• _Records supplied_
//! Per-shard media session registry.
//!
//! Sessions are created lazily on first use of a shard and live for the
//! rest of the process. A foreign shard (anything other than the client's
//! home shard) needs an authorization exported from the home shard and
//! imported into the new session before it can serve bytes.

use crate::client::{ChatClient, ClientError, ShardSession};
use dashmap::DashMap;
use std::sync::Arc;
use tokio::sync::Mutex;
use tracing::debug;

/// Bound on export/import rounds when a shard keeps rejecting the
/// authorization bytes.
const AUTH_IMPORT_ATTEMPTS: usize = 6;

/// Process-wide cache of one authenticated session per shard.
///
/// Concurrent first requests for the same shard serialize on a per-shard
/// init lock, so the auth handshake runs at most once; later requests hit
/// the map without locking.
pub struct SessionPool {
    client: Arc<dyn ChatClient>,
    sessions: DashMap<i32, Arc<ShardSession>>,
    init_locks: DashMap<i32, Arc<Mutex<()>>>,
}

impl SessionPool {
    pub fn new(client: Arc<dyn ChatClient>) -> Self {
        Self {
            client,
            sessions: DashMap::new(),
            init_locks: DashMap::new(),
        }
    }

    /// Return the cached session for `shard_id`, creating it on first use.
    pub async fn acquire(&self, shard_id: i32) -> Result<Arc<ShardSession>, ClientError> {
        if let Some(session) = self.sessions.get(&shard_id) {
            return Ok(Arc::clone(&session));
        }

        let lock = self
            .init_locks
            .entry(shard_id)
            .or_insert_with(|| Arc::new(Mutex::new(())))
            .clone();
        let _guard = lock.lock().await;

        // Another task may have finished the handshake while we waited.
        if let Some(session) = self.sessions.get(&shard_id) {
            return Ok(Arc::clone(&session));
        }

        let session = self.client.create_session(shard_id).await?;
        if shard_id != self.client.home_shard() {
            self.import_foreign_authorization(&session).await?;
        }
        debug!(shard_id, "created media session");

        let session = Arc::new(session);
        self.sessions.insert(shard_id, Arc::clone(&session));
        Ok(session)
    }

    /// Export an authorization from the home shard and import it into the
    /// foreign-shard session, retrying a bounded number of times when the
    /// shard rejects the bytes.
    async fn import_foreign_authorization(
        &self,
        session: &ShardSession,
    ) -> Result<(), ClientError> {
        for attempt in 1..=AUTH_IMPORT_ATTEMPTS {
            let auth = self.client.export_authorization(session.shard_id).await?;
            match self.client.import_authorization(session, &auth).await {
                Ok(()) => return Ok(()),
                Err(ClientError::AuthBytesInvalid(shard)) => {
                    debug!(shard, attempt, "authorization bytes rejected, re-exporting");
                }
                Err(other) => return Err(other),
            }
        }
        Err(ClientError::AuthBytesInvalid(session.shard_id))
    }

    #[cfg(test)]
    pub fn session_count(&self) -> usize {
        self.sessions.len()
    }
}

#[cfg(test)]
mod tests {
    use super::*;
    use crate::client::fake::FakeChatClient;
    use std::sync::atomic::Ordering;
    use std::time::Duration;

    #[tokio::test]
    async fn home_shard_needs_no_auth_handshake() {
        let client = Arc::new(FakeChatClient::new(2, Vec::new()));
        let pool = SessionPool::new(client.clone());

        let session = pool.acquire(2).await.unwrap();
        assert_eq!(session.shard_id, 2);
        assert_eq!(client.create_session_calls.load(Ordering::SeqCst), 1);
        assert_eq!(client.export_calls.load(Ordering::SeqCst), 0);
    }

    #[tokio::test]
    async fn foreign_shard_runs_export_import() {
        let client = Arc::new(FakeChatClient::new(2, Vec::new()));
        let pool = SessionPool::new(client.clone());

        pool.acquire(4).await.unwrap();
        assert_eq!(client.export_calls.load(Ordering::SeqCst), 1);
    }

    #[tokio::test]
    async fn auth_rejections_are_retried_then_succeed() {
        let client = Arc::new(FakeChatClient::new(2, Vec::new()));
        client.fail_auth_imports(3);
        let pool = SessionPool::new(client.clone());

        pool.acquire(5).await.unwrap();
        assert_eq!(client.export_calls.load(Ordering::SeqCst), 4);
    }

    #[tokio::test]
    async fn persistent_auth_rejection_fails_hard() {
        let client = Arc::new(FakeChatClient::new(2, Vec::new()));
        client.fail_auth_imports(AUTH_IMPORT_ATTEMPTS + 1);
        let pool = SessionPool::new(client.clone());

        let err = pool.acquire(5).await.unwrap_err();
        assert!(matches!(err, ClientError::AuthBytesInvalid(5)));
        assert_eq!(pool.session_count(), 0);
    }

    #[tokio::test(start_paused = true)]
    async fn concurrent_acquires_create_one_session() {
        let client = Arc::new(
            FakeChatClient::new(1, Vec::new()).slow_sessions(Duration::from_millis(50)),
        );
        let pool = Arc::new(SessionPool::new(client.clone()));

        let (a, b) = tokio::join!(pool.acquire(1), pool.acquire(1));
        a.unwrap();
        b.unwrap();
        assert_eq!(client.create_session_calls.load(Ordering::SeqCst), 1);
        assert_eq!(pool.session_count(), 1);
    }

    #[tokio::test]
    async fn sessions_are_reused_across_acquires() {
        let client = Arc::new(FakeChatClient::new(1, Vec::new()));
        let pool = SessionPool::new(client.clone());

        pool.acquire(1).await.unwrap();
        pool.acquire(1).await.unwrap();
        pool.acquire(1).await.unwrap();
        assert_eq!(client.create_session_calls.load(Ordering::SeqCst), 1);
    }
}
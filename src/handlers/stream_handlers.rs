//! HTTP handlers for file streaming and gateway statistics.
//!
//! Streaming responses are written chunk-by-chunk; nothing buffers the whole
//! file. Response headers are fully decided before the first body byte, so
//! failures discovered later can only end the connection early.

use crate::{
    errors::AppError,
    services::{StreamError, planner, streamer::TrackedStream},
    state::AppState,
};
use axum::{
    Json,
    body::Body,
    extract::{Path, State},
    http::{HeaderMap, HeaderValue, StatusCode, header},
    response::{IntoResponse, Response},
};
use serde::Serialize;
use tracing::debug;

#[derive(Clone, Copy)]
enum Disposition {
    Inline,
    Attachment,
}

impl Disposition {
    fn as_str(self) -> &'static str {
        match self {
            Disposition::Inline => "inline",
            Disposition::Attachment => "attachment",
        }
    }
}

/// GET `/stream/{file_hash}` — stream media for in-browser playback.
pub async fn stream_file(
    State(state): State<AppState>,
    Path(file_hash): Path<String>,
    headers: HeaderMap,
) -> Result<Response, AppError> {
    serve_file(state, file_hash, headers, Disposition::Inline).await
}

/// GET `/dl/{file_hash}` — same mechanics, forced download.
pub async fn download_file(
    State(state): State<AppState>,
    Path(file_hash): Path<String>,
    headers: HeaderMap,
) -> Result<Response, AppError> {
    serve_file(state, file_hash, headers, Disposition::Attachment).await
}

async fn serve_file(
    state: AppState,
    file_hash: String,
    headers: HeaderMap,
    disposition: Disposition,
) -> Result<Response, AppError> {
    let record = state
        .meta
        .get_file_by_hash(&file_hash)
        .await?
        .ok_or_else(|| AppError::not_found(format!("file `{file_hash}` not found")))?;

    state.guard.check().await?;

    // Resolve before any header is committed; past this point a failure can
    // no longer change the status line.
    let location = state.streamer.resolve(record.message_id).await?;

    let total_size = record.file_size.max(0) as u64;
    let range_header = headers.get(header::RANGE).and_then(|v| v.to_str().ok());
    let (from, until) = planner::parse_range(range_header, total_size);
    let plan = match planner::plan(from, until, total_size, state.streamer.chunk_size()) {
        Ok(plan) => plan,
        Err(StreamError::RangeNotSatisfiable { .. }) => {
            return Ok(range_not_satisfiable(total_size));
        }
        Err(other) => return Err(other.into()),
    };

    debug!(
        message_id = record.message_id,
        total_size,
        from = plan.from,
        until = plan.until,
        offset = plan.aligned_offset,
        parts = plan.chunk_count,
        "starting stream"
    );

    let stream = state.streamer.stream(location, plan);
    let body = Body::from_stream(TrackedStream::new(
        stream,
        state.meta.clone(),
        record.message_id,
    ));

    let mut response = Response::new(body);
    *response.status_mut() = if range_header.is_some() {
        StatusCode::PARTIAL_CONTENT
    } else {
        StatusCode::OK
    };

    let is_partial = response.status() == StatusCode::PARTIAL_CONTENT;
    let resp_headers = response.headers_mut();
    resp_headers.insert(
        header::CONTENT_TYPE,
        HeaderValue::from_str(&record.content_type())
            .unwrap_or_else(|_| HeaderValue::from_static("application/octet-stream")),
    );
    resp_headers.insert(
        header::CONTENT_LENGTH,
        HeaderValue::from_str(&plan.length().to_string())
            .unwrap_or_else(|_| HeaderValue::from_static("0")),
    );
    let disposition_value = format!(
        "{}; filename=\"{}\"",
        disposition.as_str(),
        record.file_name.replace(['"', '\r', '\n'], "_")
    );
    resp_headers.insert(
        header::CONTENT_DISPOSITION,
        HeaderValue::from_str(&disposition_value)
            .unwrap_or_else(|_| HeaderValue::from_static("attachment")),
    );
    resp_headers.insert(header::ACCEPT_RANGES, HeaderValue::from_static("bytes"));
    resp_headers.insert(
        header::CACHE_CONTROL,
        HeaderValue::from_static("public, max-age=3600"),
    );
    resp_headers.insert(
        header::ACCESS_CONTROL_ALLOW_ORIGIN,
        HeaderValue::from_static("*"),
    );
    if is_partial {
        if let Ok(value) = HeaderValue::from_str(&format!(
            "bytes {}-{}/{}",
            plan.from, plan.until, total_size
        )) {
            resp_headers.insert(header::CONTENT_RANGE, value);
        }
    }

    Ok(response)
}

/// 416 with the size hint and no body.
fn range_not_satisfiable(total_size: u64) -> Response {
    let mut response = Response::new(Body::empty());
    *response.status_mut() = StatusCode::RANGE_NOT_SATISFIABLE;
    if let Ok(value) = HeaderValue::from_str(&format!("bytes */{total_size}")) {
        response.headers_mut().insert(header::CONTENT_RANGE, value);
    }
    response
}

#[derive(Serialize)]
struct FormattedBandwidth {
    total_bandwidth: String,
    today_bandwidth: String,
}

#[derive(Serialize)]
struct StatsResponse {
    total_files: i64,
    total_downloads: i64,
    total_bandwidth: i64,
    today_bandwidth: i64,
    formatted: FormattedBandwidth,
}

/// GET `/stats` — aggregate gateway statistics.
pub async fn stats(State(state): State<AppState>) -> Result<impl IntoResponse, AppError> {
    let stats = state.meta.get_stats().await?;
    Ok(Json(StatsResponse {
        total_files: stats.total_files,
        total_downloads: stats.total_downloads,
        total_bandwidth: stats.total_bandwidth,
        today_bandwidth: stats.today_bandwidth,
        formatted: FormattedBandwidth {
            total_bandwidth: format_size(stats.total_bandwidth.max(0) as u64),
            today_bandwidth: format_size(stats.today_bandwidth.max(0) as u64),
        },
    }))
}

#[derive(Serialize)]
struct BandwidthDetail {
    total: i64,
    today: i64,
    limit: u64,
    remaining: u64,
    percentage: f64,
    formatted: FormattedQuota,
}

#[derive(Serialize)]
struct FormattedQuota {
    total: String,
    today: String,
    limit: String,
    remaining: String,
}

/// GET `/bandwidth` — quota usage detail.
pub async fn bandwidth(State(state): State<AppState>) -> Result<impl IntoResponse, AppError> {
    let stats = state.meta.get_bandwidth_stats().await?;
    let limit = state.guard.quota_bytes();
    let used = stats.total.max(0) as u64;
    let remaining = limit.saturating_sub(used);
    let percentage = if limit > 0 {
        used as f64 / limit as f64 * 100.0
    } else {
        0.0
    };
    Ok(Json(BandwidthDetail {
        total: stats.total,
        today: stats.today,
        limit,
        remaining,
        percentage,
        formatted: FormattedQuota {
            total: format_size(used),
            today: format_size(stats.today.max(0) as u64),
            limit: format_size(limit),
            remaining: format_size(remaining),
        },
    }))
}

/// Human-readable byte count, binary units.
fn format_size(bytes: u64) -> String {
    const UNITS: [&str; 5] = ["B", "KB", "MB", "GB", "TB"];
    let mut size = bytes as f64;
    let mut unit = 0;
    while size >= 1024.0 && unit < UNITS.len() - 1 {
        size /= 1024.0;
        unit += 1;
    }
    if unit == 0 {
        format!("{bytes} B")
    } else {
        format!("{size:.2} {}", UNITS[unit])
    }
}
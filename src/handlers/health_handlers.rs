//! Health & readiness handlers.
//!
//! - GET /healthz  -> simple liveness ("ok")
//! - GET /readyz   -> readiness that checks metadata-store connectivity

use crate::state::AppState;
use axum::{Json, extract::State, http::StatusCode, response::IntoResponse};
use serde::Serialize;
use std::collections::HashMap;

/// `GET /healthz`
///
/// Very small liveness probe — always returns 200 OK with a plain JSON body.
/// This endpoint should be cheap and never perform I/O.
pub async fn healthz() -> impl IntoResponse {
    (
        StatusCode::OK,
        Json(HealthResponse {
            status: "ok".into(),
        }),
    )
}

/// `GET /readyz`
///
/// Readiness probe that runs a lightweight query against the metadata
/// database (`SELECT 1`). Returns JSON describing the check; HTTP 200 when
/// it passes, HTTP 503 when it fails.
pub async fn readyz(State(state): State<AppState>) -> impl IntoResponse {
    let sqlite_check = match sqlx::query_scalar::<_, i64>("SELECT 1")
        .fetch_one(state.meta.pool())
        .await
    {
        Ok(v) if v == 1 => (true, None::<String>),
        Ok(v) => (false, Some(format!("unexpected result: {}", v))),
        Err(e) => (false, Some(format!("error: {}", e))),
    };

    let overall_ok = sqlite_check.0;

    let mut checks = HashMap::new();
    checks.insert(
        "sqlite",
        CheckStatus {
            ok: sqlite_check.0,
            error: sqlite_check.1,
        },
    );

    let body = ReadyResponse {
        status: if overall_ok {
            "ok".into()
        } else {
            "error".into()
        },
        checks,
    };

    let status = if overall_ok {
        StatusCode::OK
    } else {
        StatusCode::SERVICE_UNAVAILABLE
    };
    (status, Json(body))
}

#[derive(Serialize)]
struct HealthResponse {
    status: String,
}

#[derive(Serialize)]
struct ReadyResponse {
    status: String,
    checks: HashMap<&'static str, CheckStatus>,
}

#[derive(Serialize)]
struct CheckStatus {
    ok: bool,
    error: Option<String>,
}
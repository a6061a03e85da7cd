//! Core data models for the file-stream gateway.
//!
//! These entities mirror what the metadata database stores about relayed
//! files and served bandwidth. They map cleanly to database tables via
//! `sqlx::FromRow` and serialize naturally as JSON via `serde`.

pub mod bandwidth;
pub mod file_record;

• _Exercise brief_
Using the data above, report how many lines include the string "HashMap" and add nothing to the number.

• _Task answer_
3